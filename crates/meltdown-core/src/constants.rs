//! Default tuning constants for the reactor core.
//!
//! These are the values the game ships with; `CoreConfig::default()` is
//! built from them. Everything is fixed at construction — there is no
//! runtime reconfiguration.

/// Fixed simulation rate the external driver is expected to run at [Hz].
pub const TICKS_PER_SECOND: f64 = 200.0;

// ── Thermal / demand ────────────────────────────────────────────────────

/// Core temperature at which the game transitions to started [°C].
pub const STARTING_HEAT: f64 = 1000.0;
/// Ambient temperature the core cools toward [°C].
pub const AMBIENT_TEMP: f64 = 25.0;
/// Above this temperature, explosion becomes probabilistic [°C].
pub const FAILURE_TEMP: f64 = 2000.0;
/// Per-tick explosion probability coefficient per degree of excess.
pub const PROB_GAME_OVER: f64 = 0.0025;
/// Fraction of the excess over ambient removed per tick, defined at the
/// 200 Hz reference rate.
pub const COOLING_RATE: f64 = 0.01;
/// Maximum demanded-heat random walk step [per second].
pub const DEMAND_CHANGE_RATE: f64 = 2000.0;
/// Demanded heat soft bounds.
pub const MAX_DEMAND: f64 = 2000.0;
pub const MIN_DEMAND: f64 = 200.0;

// ── Core geometry ───────────────────────────────────────────────────────

pub const CORE_RADIUS: f64 = 2.0;
pub const CORE_HEIGHT: f64 = 4.0;
/// Radius of every fuel and control rod.
pub const ROD_RADIUS: f64 = 0.1;
/// Lattice pitch between rod centers.
pub const ROD_SPACING: f64 = 0.5;
/// Control rod travel speed [units per second].
pub const CONTROL_ROD_SPEED: f64 = 2.0;

// ── Neutrons ────────────────────────────────────────────────────────────

/// Pool capacity; emissions beyond this are silently dropped.
pub const MAX_NEUTRONS: usize = 10_000;
/// Probability that a fuel-rod hit induces fission.
pub const P_NEUTRON: f64 = 0.775;
/// Neutrons released per fission event.
pub const FISSION_YIELD: usize = 3;
/// Heat added per fuel-rod hit [°C].
pub const FUEL_ROD_HEAT: f64 = 2.0;
/// Heat added per control-rod absorption [°C].
pub const CONTROL_ROD_HEAT: f64 = 4.0;
/// Neutron speed is sampled uniformly from this range [units per second].
pub const NEUTRON_SPEED_MIN: f64 = 1.5;
pub const NEUTRON_SPEED_MAX: f64 = 2.5;
/// Mean startup-source emission rate while the startup input is held
/// [neutrons per second].
pub const STARTUP_EMISSION_RATE: f64 = 10.0;
impl WorkspaceStore {
    pub fn new(pool: SqlitePool, log_capacity: usize) -> Self {
        Self {
            pool,
            log_capacity: log_capacity.max(1),
        }
    }

    pub fn pool(&self) -> &SqlitePool {
        &self.pool
    }

    // ---- users ----

    pub async fn create_user(&self, username: &str, ssh_private_key: Option<&str>) -> Result<User> {
        let id = sqlx::query_scalar::<_, i64>(
            "INSERT INTO users (username, ssh_private_key, created_at) VALUES (?, ?, ?) RETURNING id",
        )
        .bind(username)
        .bind(ssh_private_key)
        .bind(Utc::now().timestamp_millis())
        .fetch_one(&self.pool)
        .await?;

        self.get_user(id).await
    }

    pub async fn get_user(&self, id: i64) -> Result<User> {
        sqlx::query_as::<_, UserRow>("SELECT * FROM users WHERE id = ?")
            .bind(id)
            .fetch_optional(&self.pool)
            .await?
            .map(User::from)
            .ok_or_else(|| OrchestratorError::NotFound(format!("user {id}")))
    }

    /// Returns the user with `username`, creating it on first sight.
    pub async fn ensure_user(&self, username: &str) -> Result<User> {
        let existing = sqlx::query_as::<_, UserRow>("SELECT * FROM users WHERE username = ?")
            .bind(username)
            .fetch_optional(&self.pool)
            .await?;

        match existing {
            Some(row) => Ok(row.into()),
            None => self.create_user(username, None).await,
        }
    }

    // ---- workspaces ----

    #[instrument(skip(self, req), fields(name = %req.name))]
    pub async fn create_workspace(&self, req: CreateWorkspaceRequest) -> Result<Workspace> {
        if req.name.trim().is_empty() {
            return Err(OrchestratorError::InvalidInput(
                "workspace name must not be empty".to_string(),
            ));
        }
        if req.git_repo_url.trim().is_empty() {
            return Err(OrchestratorError::InvalidInput(
                "git repository url must not be empty".to_string(),
            ));
        }
        self.get_user(req.user_id).await?;

        let now = Utc::now().timestamp_millis();
        let custom_config = req
            .custom_config
            .unwrap_or_else(|| serde_json::Value::Object(Default::default()));

        let id = sqlx::query_scalar::<_, i64>(
            r#"
            INSERT INTO workspaces (name, user_id, workspace_type, status, git_repo_url,
                                    git_repo_config_folder, git_branch, custom_config,
                                    created_at, updated_at)
            VALUES (?, ?, ?, ?, ?, ?, ?, ?, ?, ?)
            RETURNING id
            "#,
        )
        .bind(&req.name)
        .bind(req.user_id)
        .bind(req.kind.as_str())
        .bind(WorkspaceStatus::Creating.as_str())
        .bind(&req.git_repo_url)
        .bind(&req.git_repo_config_folder)
        .bind(&req.git_branch)
        .bind(serde_json::to_string(&custom_config)?)
        .bind(now)
        .bind(now)
        .fetch_one(&self.pool)
        .await?;

        info!(workspace_id = id, "workspace created");
        self.get_workspace(id).await
    }

    pub async fn get_workspace(&self, id: i64) -> Result<Workspace> {
        sqlx::query_as::<_, WorkspaceRow>("SELECT * FROM workspaces WHERE id = ?")
            .bind(id)
            .fetch_optional(&self.pool)
            .await?
            .ok_or_else(|| OrchestratorError::NotFound(format!("workspace {id}")))?
            .try_into()
    }

    pub async fn list_workspaces(&self, user_id: Option<i64>) -> Result<Vec<Workspace>> {
        let mut query = "SELECT * FROM workspaces WHERE 1=1".to_string();
        if user_id.is_some() {
            query.push_str(" AND user_id = ?");
        }
        query.push_str(" ORDER BY id");

        let mut q = sqlx::query_as::<_, WorkspaceRow>(&query);
        if let Some(user_id) = user_id {
            q = q.bind(user_id);
        }

        q.fetch_all(&self.pool)
            .await?
            .into_iter()
            .map(Workspace::try_from)
            .collect()
    }

    pub async fn set_status(&self, id: i64, status: WorkspaceStatus) -> Result<()> {
        let result = sqlx::query("UPDATE workspaces SET status = ?, updated_at = ? WHERE id = ?")
            .bind(status.as_str())
            .bind(Utc::now().timestamp_millis())
            .bind(id)
            .execute(&self.pool)
            .await?;

        if result.rows_affected() == 0 {
            return Err(OrchestratorError::NotFound(format!("workspace {id}")));
        }
        Ok(())
    }

    pub async fn set_config_archive(&self, id: i64, archive: Option<&str>) -> Result<()> {
        sqlx::query("UPDATE workspaces SET config_archive = ?, updated_at = ? WHERE id = ?")
            .bind(archive)
            .bind(Utc::now().timestamp_millis())
            .bind(id)
            .execute(&self.pool)
            .await?;
        Ok(())
    }

    /// Marks the workspace running and stamps its last start.
    pub async fn mark_started(&self, id: i64, at: DateTime<Utc>) -> Result<()> {
        let at = at.timestamp_millis();
        sqlx::query(
            "UPDATE workspaces
             SET status = ?, last_start_on = ?, last_activity_on = ?, updated_at = ?
             WHERE id = ?",
        )
        .bind(WorkspaceStatus::Running.as_str())
        .bind(at)
        .bind(at)
        .bind(at)
        .bind(id)
        .execute(&self.pool)
        .await?;
        Ok(())
    }

    pub async fn delete_workspace(&self, id: i64) -> Result<()> {
        let mut tx = self.pool.begin().await?;
        sqlx::query("DELETE FROM workspace_logs WHERE workspace_id = ?")
            .bind(id)
            .execute(&mut *tx)
            .await?;
        let result = sqlx::query("DELETE FROM workspaces WHERE id = ?")
            .bind(id)
            .execute(&mut *tx)
            .await?;
        tx.commit().await?;

        if result.rows_affected() == 0 {
            return Err(OrchestratorError::NotFound(format!("workspace {id}")));
        }
        Ok(())
    }

    // ---- operational log ----

    /// Appends one entry, evicting the oldest ones beyond the configured capacity.
    pub async fn append_log(&self, workspace_id: i64, message: &str) -> Result<()> {
        info!(workspace_id, "{message}");

        let mut tx = self.pool.begin().await?;
        sqlx::query("INSERT INTO workspace_logs (workspace_id, logged_at, message) VALUES (?, ?, ?)")
            .bind(workspace_id)
            .bind(Utc::now().timestamp_millis())
            .bind(message)
            .execute(&mut *tx)
            .await?;
        sqlx::query(
            "DELETE FROM workspace_logs
             WHERE workspace_id = ?
               AND id NOT IN (SELECT id FROM workspace_logs WHERE workspace_id = ?
                              ORDER BY id DESC LIMIT ?)",
        )
        .bind(workspace_id)
        .bind(workspace_id)
        .bind(self.log_capacity as i64)
        .execute(&mut *tx)
        .await?;
        tx.commit().await?;
        Ok(())
    }

    /// Log entries, oldest first.
    pub async fn logs(&self, workspace_id: i64) -> Result<Vec<LogEntry>> {
        let rows = sqlx::query_as::<_, LogRow>(
            "SELECT id, logged_at, message FROM workspace_logs WHERE workspace_id = ? ORDER BY id",
        )
        .bind(workspace_id)
        .fetch_all(&self.pool)
        .await?;

        Ok(rows
            .into_iter()
            .map(|row| LogEntry {
                id: row.id,
                logged_at: ts(row.logged_at),
                message: row.message,
            })
            .collect())
    }

    pub async fn clear_logs(&self, workspace_id: i64) -> Result<()> {
        sqlx::query("DELETE FROM workspace_logs WHERE workspace_id = ?")
            .bind(workspace_id)
            .execute(&self.pool)
            .await?;
        Ok(())
    }

    // ---- containers and ports ----

    /// Inserts the container or refreshes the row with the same name.
    pub async fn upsert_container(&self, workspace_id: i64, c: &NewContainer) -> Result<i64> {
        let id = sqlx::query_scalar::<_, i64>(
            r#"
            INSERT INTO workspace_containers
                (workspace_id, container_id, container_type, name, container_user,
                 container_status, agent_status, agent_external_port,
                 can_connect_remote_developing, workspace_path_in_container,
                 external_ipv4, created_at)
            VALUES (?, ?, ?, ?, ?, ?, ?, ?, ?, ?, ?, ?)
            ON CONFLICT (workspace_id, name) DO UPDATE SET
                container_id = excluded.container_id,
                container_type = excluded.container_type,
                container_user = excluded.container_user,
                container_status = excluded.container_status,
                agent_status = excluded.agent_status,
                agent_external_port = excluded.agent_external_port,
                can_connect_remote_developing = excluded.can_connect_remote_developing,
                workspace_path_in_container = excluded.workspace_path_in_container,
                external_ipv4 = excluded.external_ipv4
            RETURNING id
            "#,
        )
        .bind(workspace_id)
        .bind(&c.container_id)
        .bind(c.container_type.as_str())
        .bind(&c.name)
        .bind(&c.container_user)
        .bind(c.container_status.as_str())
        .bind(c.agent_status.as_str())
        .bind(i64::from(c.agent_external_port))
        .bind(c.can_connect_remote_developing)
        .bind(&c.workspace_path_in_container)
        .bind(&c.external_ipv4)
        .bind(Utc::now().timestamp_millis())
        .fetch_one(&self.pool)
        .await?;
        Ok(id)
    }

    /// Makes `ports` the active set of a container. Rows for ports not listed
    /// stay, inactive, so a later start republishes them under the same id.
    pub async fn activate_ports(&self, container_row_id: i64, ports: &[PortRequest]) -> Result<()> {
        let mut tx = self.pool.begin().await?;
        sqlx::query("UPDATE forwarded_ports SET active = 0 WHERE container_id = ?")
            .bind(container_row_id)
            .execute(&mut *tx)
            .await?;
        for port in ports {
            sqlx::query(
                r#"
                INSERT INTO forwarded_ports (container_id, port_number, active, connection_type, public)
                VALUES (?, ?, 1, ?, ?)
                ON CONFLICT (container_id, port_number) DO UPDATE SET
                    active = 1,
                    connection_type = excluded.connection_type,
                    public = excluded.public
                "#,
            )
            .bind(container_row_id)
            .bind(i64::from(port.port_number))
            .bind(port.connection_type.as_str())
            .bind(port.public)
            .execute(&mut *tx)
            .await?;
        }
        tx.commit().await?;
        Ok(())
    }

    pub async fn list_containers(&self, workspace_id: i64) -> Result<Vec<WorkspaceContainer>> {
        let rows = sqlx::query_as::<_, ContainerRow>(
            "SELECT * FROM workspace_containers WHERE workspace_id = ? ORDER BY id",
        )
        .bind(workspace_id)
        .fetch_all(&self.pool)
        .await?;

        let ports = sqlx::query_as::<_, PortRow>(
            "SELECT p.* FROM forwarded_ports p
             JOIN workspace_containers c ON c.id = p.container_id
             WHERE c.workspace_id = ?
             ORDER BY p.port_number",
        )
        .bind(workspace_id)
        .fetch_all(&self.pool)
        .await?;

        attach_ports(rows, ports)
    }

    /// Containers of workspaces currently marked running.
    pub async fn running_containers(&self) -> Result<Vec<WorkspaceContainer>> {
        let rows = sqlx::query_as::<_, ContainerRow>(
            "SELECT c.* FROM workspace_containers c
             JOIN workspaces w ON w.id = c.workspace_id
             WHERE w.status = ? AND c.container_status = ?
             ORDER BY c.id",
        )
        .bind(WorkspaceStatus::Running.as_str())
        .bind(ContainerStatus::Running.as_str())
        .fetch_all(&self.pool)
        .await?;

        attach_ports(rows, Vec::new())
    }

    pub async fn set_containers_status(
        &self,
        workspace_id: i64,
        status: ContainerStatus,
    ) -> Result<()> {
        sqlx::query("UPDATE workspace_containers SET container_status = ? WHERE workspace_id = ?")
            .bind(status.as_str())
            .bind(workspace_id)
            .execute(&self.pool)
            .await?;
        Ok(())
    }

    pub async fn set_agent_status(
        &self,
        container_row_id: i64,
        status: AgentStatus,
        contacted_at: Option<DateTime<Utc>>,
    ) -> Result<()> {
        sqlx::query(
            "UPDATE workspace_containers
             SET agent_status = ?, agent_last_contact = COALESCE(?, agent_last_contact)
             WHERE id = ?",
        )
        .bind(status.as_str())
        .bind(contacted_at.map(|t| t.timestamp_millis()))
        .bind(container_row_id)
        .execute(&self.pool)
        .await?;
        Ok(())
    }

    pub async fn deactivate_ports(&self, workspace_id: i64) -> Result<()> {
        sqlx::query(
            "UPDATE forwarded_ports SET active = 0
             WHERE container_id IN (SELECT id FROM workspace_containers WHERE workspace_id = ?)",
        )
        .bind(workspace_id)
        .execute(&self.pool)
        .await?;
        Ok(())
    }

    /// Removes container rows and every forwarded port they own.
    pub async fn delete_containers(&self, workspace_id: i64) -> Result<()> {
        let mut tx = self.pool.begin().await?;
        sqlx::query(
            "DELETE FROM forwarded_ports
             WHERE container_id IN (SELECT id FROM workspace_containers WHERE workspace_id = ?)",
        )
        .bind(workspace_id)
        .execute(&mut *tx)
        .await?;
        sqlx::query("DELETE FROM workspace_containers WHERE workspace_id = ?")
            .bind(workspace_id)
            .execute(&mut *tx)
            .await?;
        tx.commit().await?;
        Ok(())
    }
}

* * * * * * *

Reproduce every line above containing "WorkspaceRow".

        sqlx::query_as::<_, WorkspaceRow>("SELECT * FROM workspaces WHERE id = ?")
        let mut q = sqlx::query_as::<_, WorkspaceRow>(&query);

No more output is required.